Pull every line holding the word "GambleOutcome" from the data below and copy it.

Record set below:

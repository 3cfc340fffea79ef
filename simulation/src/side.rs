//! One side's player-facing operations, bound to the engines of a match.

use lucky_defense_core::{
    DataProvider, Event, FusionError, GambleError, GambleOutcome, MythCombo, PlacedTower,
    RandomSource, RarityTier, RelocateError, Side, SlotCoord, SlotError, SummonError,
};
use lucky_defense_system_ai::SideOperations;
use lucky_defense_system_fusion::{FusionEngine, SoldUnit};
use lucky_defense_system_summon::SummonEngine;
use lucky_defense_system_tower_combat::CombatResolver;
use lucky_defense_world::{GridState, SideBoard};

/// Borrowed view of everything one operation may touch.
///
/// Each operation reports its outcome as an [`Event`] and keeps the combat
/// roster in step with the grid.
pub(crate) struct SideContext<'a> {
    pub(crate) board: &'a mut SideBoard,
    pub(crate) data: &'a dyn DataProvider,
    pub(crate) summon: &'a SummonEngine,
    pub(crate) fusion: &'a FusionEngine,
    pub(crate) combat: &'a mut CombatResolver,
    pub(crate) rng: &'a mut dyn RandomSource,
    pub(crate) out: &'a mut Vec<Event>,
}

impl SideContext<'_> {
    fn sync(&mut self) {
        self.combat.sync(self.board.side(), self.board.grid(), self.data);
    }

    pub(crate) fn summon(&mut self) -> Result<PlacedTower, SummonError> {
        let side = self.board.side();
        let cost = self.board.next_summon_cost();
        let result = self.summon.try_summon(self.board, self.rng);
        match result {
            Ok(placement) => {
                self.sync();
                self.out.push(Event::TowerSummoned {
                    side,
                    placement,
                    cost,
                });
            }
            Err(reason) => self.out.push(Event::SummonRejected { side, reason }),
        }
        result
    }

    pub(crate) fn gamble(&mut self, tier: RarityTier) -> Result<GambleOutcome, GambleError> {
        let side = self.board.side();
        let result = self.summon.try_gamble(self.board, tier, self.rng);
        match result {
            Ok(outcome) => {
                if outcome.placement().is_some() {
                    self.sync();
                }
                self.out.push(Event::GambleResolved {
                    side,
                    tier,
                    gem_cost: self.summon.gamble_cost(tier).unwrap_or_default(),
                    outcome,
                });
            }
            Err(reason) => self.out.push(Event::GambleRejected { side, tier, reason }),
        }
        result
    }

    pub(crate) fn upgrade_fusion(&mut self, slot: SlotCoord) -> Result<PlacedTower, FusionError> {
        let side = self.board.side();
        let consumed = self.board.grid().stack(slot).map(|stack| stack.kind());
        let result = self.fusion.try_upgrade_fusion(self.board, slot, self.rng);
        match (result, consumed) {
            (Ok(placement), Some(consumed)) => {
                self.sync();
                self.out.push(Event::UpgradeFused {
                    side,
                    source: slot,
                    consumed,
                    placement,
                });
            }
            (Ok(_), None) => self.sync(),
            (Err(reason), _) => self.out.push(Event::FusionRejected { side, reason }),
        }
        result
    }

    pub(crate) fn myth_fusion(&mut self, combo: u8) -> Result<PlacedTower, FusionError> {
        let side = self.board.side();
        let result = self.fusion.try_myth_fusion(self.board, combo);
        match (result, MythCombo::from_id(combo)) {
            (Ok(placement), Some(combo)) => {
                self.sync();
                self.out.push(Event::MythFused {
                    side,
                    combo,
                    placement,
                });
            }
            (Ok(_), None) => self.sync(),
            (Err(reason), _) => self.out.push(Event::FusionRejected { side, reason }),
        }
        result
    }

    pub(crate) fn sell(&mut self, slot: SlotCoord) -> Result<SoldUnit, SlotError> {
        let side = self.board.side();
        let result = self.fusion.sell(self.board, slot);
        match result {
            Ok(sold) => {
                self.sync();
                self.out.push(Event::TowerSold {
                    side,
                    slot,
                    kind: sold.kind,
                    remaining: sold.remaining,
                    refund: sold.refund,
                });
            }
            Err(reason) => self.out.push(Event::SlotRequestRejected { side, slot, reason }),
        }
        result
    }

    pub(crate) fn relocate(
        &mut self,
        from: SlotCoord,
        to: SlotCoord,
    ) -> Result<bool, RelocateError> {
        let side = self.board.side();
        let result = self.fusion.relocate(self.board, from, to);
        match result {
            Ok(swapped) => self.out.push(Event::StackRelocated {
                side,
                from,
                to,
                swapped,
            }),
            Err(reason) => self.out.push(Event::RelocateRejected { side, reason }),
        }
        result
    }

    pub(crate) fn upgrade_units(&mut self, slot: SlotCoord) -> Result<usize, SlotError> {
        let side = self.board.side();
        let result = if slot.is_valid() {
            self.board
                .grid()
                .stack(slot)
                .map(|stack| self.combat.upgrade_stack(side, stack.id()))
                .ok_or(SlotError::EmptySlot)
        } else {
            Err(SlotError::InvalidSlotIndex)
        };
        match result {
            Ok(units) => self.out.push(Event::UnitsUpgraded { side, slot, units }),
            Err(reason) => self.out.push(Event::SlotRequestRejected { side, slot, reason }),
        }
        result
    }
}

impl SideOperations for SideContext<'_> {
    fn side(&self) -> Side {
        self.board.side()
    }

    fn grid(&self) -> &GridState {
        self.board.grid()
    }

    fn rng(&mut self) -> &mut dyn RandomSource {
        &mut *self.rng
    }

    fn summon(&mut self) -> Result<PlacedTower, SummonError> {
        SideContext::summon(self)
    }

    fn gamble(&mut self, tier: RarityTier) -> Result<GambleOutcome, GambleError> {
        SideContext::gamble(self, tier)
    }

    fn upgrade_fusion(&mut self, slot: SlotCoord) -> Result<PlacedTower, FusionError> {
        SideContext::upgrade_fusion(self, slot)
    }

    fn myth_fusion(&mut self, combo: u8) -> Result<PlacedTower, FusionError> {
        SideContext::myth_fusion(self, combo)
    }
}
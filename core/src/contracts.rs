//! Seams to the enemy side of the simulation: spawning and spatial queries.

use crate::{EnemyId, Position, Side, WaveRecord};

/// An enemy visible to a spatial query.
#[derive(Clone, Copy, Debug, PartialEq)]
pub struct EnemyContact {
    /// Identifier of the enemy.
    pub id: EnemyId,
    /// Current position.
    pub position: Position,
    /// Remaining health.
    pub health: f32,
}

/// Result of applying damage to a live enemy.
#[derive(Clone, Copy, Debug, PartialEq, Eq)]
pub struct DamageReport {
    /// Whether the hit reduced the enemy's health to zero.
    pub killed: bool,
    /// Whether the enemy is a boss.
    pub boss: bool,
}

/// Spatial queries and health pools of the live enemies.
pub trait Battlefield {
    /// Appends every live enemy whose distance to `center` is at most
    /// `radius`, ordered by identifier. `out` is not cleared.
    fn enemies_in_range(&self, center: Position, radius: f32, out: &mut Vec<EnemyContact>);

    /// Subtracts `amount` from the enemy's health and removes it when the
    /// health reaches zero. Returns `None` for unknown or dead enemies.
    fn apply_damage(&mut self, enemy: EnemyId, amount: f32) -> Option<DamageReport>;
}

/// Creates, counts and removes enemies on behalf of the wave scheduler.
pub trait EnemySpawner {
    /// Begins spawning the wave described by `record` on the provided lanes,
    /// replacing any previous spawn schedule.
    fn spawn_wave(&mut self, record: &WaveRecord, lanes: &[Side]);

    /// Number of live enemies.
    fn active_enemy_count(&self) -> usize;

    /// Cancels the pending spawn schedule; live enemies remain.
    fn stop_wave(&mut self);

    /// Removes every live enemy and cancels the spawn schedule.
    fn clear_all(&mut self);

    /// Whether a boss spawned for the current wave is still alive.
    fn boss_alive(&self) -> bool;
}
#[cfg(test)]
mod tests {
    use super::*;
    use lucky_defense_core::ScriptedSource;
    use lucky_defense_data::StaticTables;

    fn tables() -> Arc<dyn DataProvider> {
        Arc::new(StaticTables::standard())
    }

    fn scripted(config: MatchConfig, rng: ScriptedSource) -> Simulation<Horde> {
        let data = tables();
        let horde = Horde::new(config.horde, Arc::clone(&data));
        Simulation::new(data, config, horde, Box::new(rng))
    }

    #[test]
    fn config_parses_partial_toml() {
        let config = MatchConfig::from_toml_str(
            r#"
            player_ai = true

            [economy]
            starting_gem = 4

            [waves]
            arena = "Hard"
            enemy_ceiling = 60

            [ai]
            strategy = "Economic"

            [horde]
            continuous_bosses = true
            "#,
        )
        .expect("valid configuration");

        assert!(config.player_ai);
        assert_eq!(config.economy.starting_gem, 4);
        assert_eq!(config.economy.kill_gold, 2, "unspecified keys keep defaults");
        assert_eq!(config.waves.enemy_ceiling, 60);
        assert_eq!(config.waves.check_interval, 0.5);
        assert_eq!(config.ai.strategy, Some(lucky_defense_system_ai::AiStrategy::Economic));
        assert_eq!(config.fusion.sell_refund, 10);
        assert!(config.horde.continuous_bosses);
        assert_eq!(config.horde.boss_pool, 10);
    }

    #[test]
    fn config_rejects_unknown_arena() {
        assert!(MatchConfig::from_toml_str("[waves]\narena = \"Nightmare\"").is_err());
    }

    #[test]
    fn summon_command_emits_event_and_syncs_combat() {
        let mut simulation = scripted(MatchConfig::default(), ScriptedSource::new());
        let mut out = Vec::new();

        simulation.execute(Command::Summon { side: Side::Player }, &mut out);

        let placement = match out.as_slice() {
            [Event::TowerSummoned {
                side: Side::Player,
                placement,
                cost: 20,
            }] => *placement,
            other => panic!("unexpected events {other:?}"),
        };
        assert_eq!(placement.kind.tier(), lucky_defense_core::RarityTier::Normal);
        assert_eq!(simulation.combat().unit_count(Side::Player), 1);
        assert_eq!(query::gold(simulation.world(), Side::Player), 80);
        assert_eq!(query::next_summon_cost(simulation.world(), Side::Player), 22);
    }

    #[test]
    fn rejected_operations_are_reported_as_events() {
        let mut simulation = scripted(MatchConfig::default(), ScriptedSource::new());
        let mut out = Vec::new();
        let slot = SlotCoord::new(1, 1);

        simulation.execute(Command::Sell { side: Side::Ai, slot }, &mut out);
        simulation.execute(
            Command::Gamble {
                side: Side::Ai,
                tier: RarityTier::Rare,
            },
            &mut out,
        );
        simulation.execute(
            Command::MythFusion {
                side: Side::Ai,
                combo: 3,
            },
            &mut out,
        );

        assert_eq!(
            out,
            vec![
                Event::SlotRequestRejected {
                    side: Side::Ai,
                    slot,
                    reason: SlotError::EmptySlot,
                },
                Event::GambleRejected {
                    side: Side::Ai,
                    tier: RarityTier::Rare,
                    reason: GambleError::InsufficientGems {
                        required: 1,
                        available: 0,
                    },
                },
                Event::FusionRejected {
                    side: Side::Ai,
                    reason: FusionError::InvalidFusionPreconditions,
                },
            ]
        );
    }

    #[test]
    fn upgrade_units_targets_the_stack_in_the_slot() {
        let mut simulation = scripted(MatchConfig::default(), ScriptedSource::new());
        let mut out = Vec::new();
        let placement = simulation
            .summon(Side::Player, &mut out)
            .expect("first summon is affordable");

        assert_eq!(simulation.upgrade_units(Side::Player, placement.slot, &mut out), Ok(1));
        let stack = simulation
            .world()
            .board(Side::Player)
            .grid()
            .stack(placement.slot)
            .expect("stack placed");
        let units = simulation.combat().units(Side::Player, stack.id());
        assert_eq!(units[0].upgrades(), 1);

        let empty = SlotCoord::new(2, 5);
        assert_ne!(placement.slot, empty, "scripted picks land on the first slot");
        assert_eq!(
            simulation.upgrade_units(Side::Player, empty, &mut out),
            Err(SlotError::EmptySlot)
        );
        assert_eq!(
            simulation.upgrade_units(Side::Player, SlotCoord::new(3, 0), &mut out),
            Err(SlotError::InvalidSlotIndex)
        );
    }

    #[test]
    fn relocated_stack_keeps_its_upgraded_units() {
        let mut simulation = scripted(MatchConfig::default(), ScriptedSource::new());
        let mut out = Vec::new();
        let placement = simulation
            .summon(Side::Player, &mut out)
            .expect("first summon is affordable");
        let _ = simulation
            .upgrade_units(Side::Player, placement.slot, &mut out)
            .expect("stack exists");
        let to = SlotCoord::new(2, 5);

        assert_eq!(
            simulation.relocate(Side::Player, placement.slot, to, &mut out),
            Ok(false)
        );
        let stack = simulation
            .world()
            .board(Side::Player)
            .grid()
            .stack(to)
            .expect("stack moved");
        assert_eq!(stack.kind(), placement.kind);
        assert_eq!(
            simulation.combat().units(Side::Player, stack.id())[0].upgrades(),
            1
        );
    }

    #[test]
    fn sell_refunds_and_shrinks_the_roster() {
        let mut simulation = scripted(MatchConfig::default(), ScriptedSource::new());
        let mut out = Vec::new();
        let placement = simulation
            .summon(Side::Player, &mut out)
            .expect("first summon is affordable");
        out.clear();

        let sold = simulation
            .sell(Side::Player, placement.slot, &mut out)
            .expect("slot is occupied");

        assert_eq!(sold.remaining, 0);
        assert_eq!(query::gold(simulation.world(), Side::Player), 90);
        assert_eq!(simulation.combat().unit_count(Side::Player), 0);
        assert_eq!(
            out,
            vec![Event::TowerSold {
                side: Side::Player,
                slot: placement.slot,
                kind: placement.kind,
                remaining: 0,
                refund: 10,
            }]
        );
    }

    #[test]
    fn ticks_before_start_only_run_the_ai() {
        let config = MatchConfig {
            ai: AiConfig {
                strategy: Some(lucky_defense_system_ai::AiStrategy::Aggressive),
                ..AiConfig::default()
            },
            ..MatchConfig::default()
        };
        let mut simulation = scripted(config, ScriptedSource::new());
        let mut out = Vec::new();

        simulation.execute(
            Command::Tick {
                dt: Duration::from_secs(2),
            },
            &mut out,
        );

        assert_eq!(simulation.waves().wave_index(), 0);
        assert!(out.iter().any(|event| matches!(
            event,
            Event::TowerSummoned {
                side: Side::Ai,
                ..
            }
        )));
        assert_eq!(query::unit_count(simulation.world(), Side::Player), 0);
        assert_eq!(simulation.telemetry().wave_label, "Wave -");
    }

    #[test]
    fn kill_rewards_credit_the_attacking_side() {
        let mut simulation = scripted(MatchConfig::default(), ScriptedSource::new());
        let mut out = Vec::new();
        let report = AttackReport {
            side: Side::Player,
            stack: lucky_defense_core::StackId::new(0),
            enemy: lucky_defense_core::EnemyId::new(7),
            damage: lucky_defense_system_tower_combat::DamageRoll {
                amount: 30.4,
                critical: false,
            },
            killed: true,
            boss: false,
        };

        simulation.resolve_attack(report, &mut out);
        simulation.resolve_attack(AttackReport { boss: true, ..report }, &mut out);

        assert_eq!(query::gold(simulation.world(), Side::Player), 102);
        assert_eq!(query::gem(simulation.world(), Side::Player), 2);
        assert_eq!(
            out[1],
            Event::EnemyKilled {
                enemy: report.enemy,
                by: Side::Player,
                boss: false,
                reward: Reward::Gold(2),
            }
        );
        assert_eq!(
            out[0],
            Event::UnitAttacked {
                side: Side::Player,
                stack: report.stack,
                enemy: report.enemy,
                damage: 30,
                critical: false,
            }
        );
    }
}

End of Record set.

**Output for this task**
    DataProvider, Event, FusionError, GambleError, GambleOutcome, MythCombo, PlacedTower,
    pub(crate) fn gamble(&mut self, tier: RarityTier) -> Result<GambleOutcome, GambleError> {
    fn gamble(&mut self, tier: RarityTier) -> Result<GambleOutcome, GambleError> {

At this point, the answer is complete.